STEP ONE: Let’s begin by creating a blank Photoshop file. Go under the File menu, choose New, and set the Width and Height to 1500 pixels. Whatever your chosen dimensions are, they must be in a square format like this for the effect to work. Once you’re done, click OK (or click Create, if you’re not using the legacy New dialog, as I am).

STEP TWO: In the Layers panel, create a new blank layer by clicking the Create a New Layer icon (it’s the second one from the right) at the bottom of the panel, or by pressing Command-Option-Shift-N (PC: Ctrl-Alt-Shift-N). Also, press the D key to make sure your Foreground and Background colors in the Toolbar are set to the default black/white. 

STEP THREE: Next, go under the Filter menu, under Render, and choose Fibers. This filter creates random streaks that you can tweak using its Variance and Strength sliders, and the colors are based on the Foreground and Background colors set in the Toolbar. With these settings, I have a fairly soft set of streaks. You can click the Randomize button (at the bottom of the dialog) to get a different arrangement, which means your final result will look different because of this randomization. Click OK, when you’re done. 

STEP FOUR: Go under the Filter menu again, this time under Blur, and choose Motion Blur. In its dialog, set the Angle to 90° and the Distance to 1000 pixels. This will essentially smooth and straighten the streaks. Click OK. 

STEP FIVE: While the Fibers filter applies the streaks vertically by default, we need the streaks to be running horizontally for this next part. So, with this layer selected, go under the Edit menu, under Transform, and choose Rotate 90° Counter Clockwise. I chose that option because I want the darker streaks to be at the bottom of the canvas. 

STEP SIX: Once again, go under the Filter menu, this time under Distort, and choose Polar Coordinates.
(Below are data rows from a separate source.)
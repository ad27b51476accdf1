//! Backward rules, one arm per [`OpKind`].
//!
//! Each rule is a pure function of the recorded inputs, outputs, attributes
//! and the incoming output gradients. It returns one entry per input, `None`
//! for inputs that receive no gradient (labels, for instance).

use crate::array::Array;
use crate::error::Error;
use crate::graph::{Op, OpKind};
use crate::ops::cpu_ops;
use ndarray::{Axis, Zip};

/// Computes the gradients flowing into `op`'s inputs.
pub(crate) fn gradients(op: &Op, output_grads: &[Array]) -> Result<Vec<Option<Array>>, Error> {
    let grad_out = output_grads.first().ok_or_else(|| {
        Error::InternalLogicError(format!("{} replayed without an output gradient", op.kind))
    })?;
    match &op.kind {
        OpKind::Fill(_) | OpKind::Read { .. } => Ok(Vec::new()),
        OpKind::MatMul => matmul_backward(op, grad_out),
        OpKind::ElementwiseAdd { axis } => elementwise_add_backward(op, grad_out, *axis),
        OpKind::Relu => relu_backward(op, grad_out),
        OpKind::Sigmoid => {
            let y = op.output(0)?.value()?;
            let grad = Zip::from(grad_out.get_data())
                .and(y.get_data())
                .map_collect(|&g, &out| g * out * (1.0 - out));
            Ok(vec![Some(Array::new(grad))])
        }
        OpKind::Tanh => {
            let y = op.output(0)?.value()?;
            let grad = Zip::from(grad_out.get_data())
                .and(y.get_data())
                .map_collect(|&g, &out| g * (1.0 - out * out));
            Ok(vec![Some(Array::new(grad))])
        }
        OpKind::Softmax => softmax_backward(op, grad_out),
        OpKind::CrossEntropy { soft_label } => {
            let x = op.input(0)?.value()?;
            let label = op.input(1)?.value()?;
            let grad_x = cpu_ops::cross_entropy_backward(&x, &label, grad_out, *soft_label)?;
            Ok(vec![Some(grad_x), None])
        }
        OpKind::Mean => {
            let x = op.input(0)?.value()?;
            if grad_out.size() != 1 {
                return Err(Error::ShapeMismatch {
                    expected: vec![1],
                    actual: grad_out.shape().to_vec(),
                });
            }
            let scale = grad_out.to_vec()[0] / x.size() as f32;
            Ok(vec![Some(Array::full(x.shape(), scale))])
        }
        OpKind::Conv2d { stride, padding } => {
            let input = op.input(0)?.value()?;
            let filter = op.input(1)?.value()?;
            let (grad_input, grad_filter) =
                cpu_ops::conv2d_backward(&input, &filter, grad_out, *stride, *padding)?;
            Ok(vec![Some(grad_input), Some(grad_filter)])
        }
    }
}

/// `dX = dY · Wᵀ` reshaped to X, `dW = X₂ᵀ · dY`.
fn matmul_backward(op: &Op, grad_out: &Array) -> Result<Vec<Option<Array>>, Error> {
    let x = op.input(0)?.value()?;
    let w = op.input(1)?.value()?;
    let x_2d = cpu_ops::flatten_to_2d(&x)?;

    let grad_x = cpu_ops::matmul(grad_out, &cpu_ops::transpose(&w)?)?.reshaped(x.shape())?;
    let grad_w = cpu_ops::matmul(&cpu_ops::transpose(&x_2d)?, grad_out)?;
    Ok(vec![Some(grad_x), Some(grad_w)])
}

fn elementwise_add_backward(
    op: &Op,
    grad_out: &Array,
    axis: usize,
) -> Result<Vec<Option<Array>>, Error> {
    let y_shape = op.input(1)?.shape()?;
    let grad_y = cpu_ops::reduce_to_axis(grad_out, &y_shape, axis)?;
    Ok(vec![Some(grad_out.clone()), Some(grad_y)])
}

/// `dx = dy * (1 if x > 0 else 0)`
fn relu_backward(op: &Op, grad_out: &Array) -> Result<Vec<Option<Array>>, Error> {
    let x = op.input(0)?.value()?;
    let grad = Zip::from(grad_out.get_data())
        .and(x.get_data())
        .map_collect(|&g, &x| if x > 0.0 { g } else { 0.0 });
    Ok(vec![Some(Array::new(grad))])
}

/// `dx = y * (dy - sum(dy * y))` along the last axis, using the recorded
/// forward output `y`.
fn softmax_backward(op: &Op, grad_out: &Array) -> Result<Vec<Option<Array>>, Error> {
    let y = op.output(0)?.value()?;
    let y_data = y.get_data();
    let axis = Axis(y_data.ndim() - 1);

    let dot = (grad_out.get_data() * y_data).sum_axis(axis).insert_axis(axis);
    let grad = y_data * &(grad_out.get_data() - &dot);
    Ok(vec![Some(Array::new(grad))])
}

#[cfg(test)]
mod tests {
    use super::*;
    use crate::variable::Variable;
    use approx::assert_abs_diff_eq;

    fn op(kind: OpKind, inputs: Vec<Variable>, outputs: Vec<Variable>) -> Op {
        Op::new(kind, inputs, outputs)
    }

    #[test]
    fn test_relu_masks_non_positive() -> Result<(), Error> {
        let x = Variable::from_vec("x", vec![-1.0, 0.0, 2.0], &[3])?;
        let y = Variable::from_array("y", cpu_ops::relu(&*x.value()?));
        let grads = gradients(
            &op(OpKind::Relu, vec![x], vec![y]),
            &[Array::from_vec(vec![5.0, 5.0, 5.0], &[3])?],
        )?;
        assert_eq!(grads[0].as_ref().map(|g| g.to_vec()), Some(vec![0.0, 0.0, 5.0]));
        Ok(())
    }

    #[test]
    fn test_softmax_gradient_sums_to_zero() -> Result<(), Error> {
        let x = Variable::from_vec("x", vec![0.1, 0.7, -0.3], &[1, 3])?;
        let y = Variable::from_array("y", cpu_ops::softmax(&*x.value()?)?);
        let grads = gradients(
            &op(OpKind::Softmax, vec![x], vec![y]),
            &[Array::from_vec(vec![1.0, -2.0, 0.5], &[1, 3])?],
        )?;
        let grad = grads[0].as_ref().ok_or(Error::InvalidOperation("no grad".into()))?;
        assert_abs_diff_eq!(grad.to_vec().iter().sum::<f32>(), 0.0, epsilon = 1e-6);
        Ok(())
    }

    #[test]
    fn test_cross_entropy_label_gets_no_gradient() -> Result<(), Error> {
        let x = Variable::from_vec("x", vec![0.2, 0.8], &[1, 2])?;
        let label = Variable::from_vec("label", vec![1.0], &[1, 1])?;
        let y = Variable::from_array(
            "y",
            cpu_ops::cross_entropy(&*x.value()?, &*label.value()?, false)?,
        );
        let grads = gradients(
            &op(OpKind::CrossEntropy { soft_label: false }, vec![x, label], vec![y]),
            &[Array::ones(&[1, 1])],
        )?;
        assert!(grads[1].is_none());
        let grad_x = grads[0].as_ref().map(|g| g.to_vec()).unwrap_or_default();
        assert_abs_diff_eq!(grad_x[0], 0.0, epsilon = 1e-6);
        assert_abs_diff_eq!(grad_x[1], -1.0 / 0.8, epsilon = 1e-5);
        Ok(())
    }

    #[test]
    fn test_matmul_backward_restores_input_shape() -> Result<(), Error> {
        let x = Variable::from_array("x", Array::ones(&[2, 1, 2, 2]));
        let w = Variable::from_array("w", Array::ones(&[4, 3]));
        let y = Variable::from_array("y", Array::zeros(&[2, 3]));
        let grads = gradients(
            &op(OpKind::MatMul, vec![x, w], vec![y]),
            &[Array::ones(&[2, 3])],
        )?;
        assert_eq!(grads[0].as_ref().map(|g| g.shape().to_vec()), Some(vec![2, 1, 2, 2]));
        assert_eq!(grads[1].as_ref().map(|g| g.to_vec()), Some(vec![2.0; 12]));
        Ok(())
    }

    #[test]
    fn test_source_ops_have_no_rule() -> Result<(), Error> {
        let out = Variable::from_array("data", Array::zeros(&[1]));
        let grads = gradients(
            &op(OpKind::Read { fields: 1 }, vec![], vec![out]),
            &[Array::ones(&[1])],
        )?;
        assert!(grads.is_empty());
        Ok(())
    }
}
In its dialog, choose Rectangular to Polar and click OK. This wraps the image in a circle, connecting the two ends. Don’t worry about the seam where it doesn’t line up; we’ll be hiding that anyway. 

STEP SEVEN: The seam is, however, in the top half of the image and we want it to be on the bottom half. I also want the circle streaks to go all the way to the corners, so press Command-T (PC: Ctrl-T) to activate Free Transform, and then Right-click on the image and select Rotate 180°. Now, proceed to scale the layer until the edges of the streaks reach the corners of the canvas. Press Enter when you’re done. Remember, when scaling beyond the canvas edges, press Command-0 (zero; PC: Ctrl-0) to reveal the full transformation box.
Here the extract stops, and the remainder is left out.